C’est l’humain et l’équitable de ce dernier ouvrage, il faut le répéter encore, c’est l’équitable et l’humain qui nous plaît : alors, à quoi bon, par ce progrès que nous avons tenté de suivre et avant d’en revenir à ce point, avoir imaginé tout un théâtre qui se vante d’être inhumain et ne s’inquiète pas s’il est inique ? L’auteur, dans cet épilogue de son œuvre, accuse « la morale cruelle des hommes, qui n’a pas cru devoir rechercher les causes et n’a tenu compte que des effets ; » n’est-ce pas justement à cette morale qu’au prix de son plus grand labeur et de ses plus nombreuses veilles, il a élevé un monument ? .. A quoi bon ?

La réponse est lisible entre toutes les lignes de cette brève étude : artiste et moraliste, M. Dumas a laissé se combiner en lui ces dons opposés selon des formules diverses ; aux différentes époques de ce génie complexe, qui est le sien, il est resté dramaturge ; il a édifié ainsi un assemblage de drames, le plus original qui soit dans notre siècle, et peut-être sans analogue dans aucun autre ; il y a dépensé plus de forces que personne des contemporains ne pouvait faire.
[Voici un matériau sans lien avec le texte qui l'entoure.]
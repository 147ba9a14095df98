//! Request attribute views evaluated by the match engine.

use std::collections::HashMap;

/// Read-only request attributes the match engine evaluates.
///
/// Two shapes are supported out of the box: a plain header map, and
/// [`RouteRequest`] for callers that also carry a source service, method
/// or path.
pub trait RequestDescriptor {
    fn header(&self, name: &str) -> Option<&str>;

    /// The calling service's declared name, if known.
    fn source_service(&self) -> Option<&str> {
        None
    }

    fn method(&self) -> Option<&str> {
        None
    }

    fn api_path(&self) -> Option<&str> {
        None
    }
}

impl RequestDescriptor for HashMap<String, String> {
    fn header(&self, name: &str) -> Option<&str> {
        self.get(name).map(String::as_str)
    }
}

/// Request shape carrying the full set of matchable attributes.
#[derive(Debug, Clone, Default)]
pub struct RouteRequest {
    pub headers: HashMap<String, String>,
    pub source_service: Option<String>,
    pub method: Option<String>,
    pub api_path: Option<String>,
}

impl RequestDescriptor for RouteRequest {
    fn header(&self, name: &str) -> Option<&str> {
        self.headers.get(name).map(String::as_str)
    }

    fn source_service(&self) -> Option<&str> {
        self.source_service.as_deref()
    }

    fn method(&self) -> Option<&str> {
        self.method.as_deref()
    }

    fn api_path(&self) -> Option<&str> {
        self.api_path.as_deref()
    }
}
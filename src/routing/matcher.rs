//! Rule match evaluation.
//!
//! # Responsibilities
//! - Decide match/no-match for one rule against one request
//! - Combine configured predicates with AND semantics
//! - Treat a missing header as a plain non-match, never an error
//!
//! # Design Decisions
//! - A rule without criteria always matches (wildcard)
//! - Predicates short-circuit on the first failure
//! - Case folding lives in the matcher itself so exact and regex
//!   predicates behave identically

use crate::routing::request::RequestDescriptor;
use crate::routing::rule::{MatchCriteria, Rule, RuleSet};

/// Returns true if `request` satisfies the rule's match criteria.
pub fn rule_matches<Q: RequestDescriptor + ?Sized>(rule: &Rule, request: &Q) -> bool {
    match &rule.criteria {
        None => true,
        Some(criteria) => criteria_match(criteria, request),
    }
}

/// First matching rule in stored (descending precedence) order.
pub fn first_match<'a, Q: RequestDescriptor + ?Sized>(
    rules: &'a RuleSet,
    request: &Q,
) -> Option<&'a Rule> {
    rules.iter().find(|rule| rule_matches(rule, request))
}

fn criteria_match<Q: RequestDescriptor + ?Sized>(criteria: &MatchCriteria, request: &Q) -> bool {
    if let Some(source) = &criteria.source_service {
        if request.source_service() != Some(source.as_str()) {
            return false;
        }
    }
    if !criteria.methods.is_empty() {
        match request.method() {
            Some(method) if criteria.methods.iter().any(|m| m == method) => {}
            _ => return false,
        }
    }
    if let Some(path_matcher) = &criteria.api_path {
        match request.api_path() {
            Some(path) if path_matcher.matches(path) => {}
            _ => return false,
        }
    }
    criteria
        .headers
        .iter()
        .all(|(name, matcher)| match request.header(name) {
            Some(value) => matcher.matches(value),
            None => false,
        })
}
Son œuvre entière durera comme un objet de curiosité pour la critique ; une partie seulement peut-être, dans l’avenir, intéressera le public, qui se détournera du reste, — et pourquoi ? Parce que la vieille humanité, qui rajeunit à chaque génération comme la terre à chaque printemps, répète à M. Dumas ce que dit au fâcheux Taupin la grisette Aurore : « Si vous n’aimez plus l’amour, n’en dégoûtez pas les autres ! »


Louis GANDERAX.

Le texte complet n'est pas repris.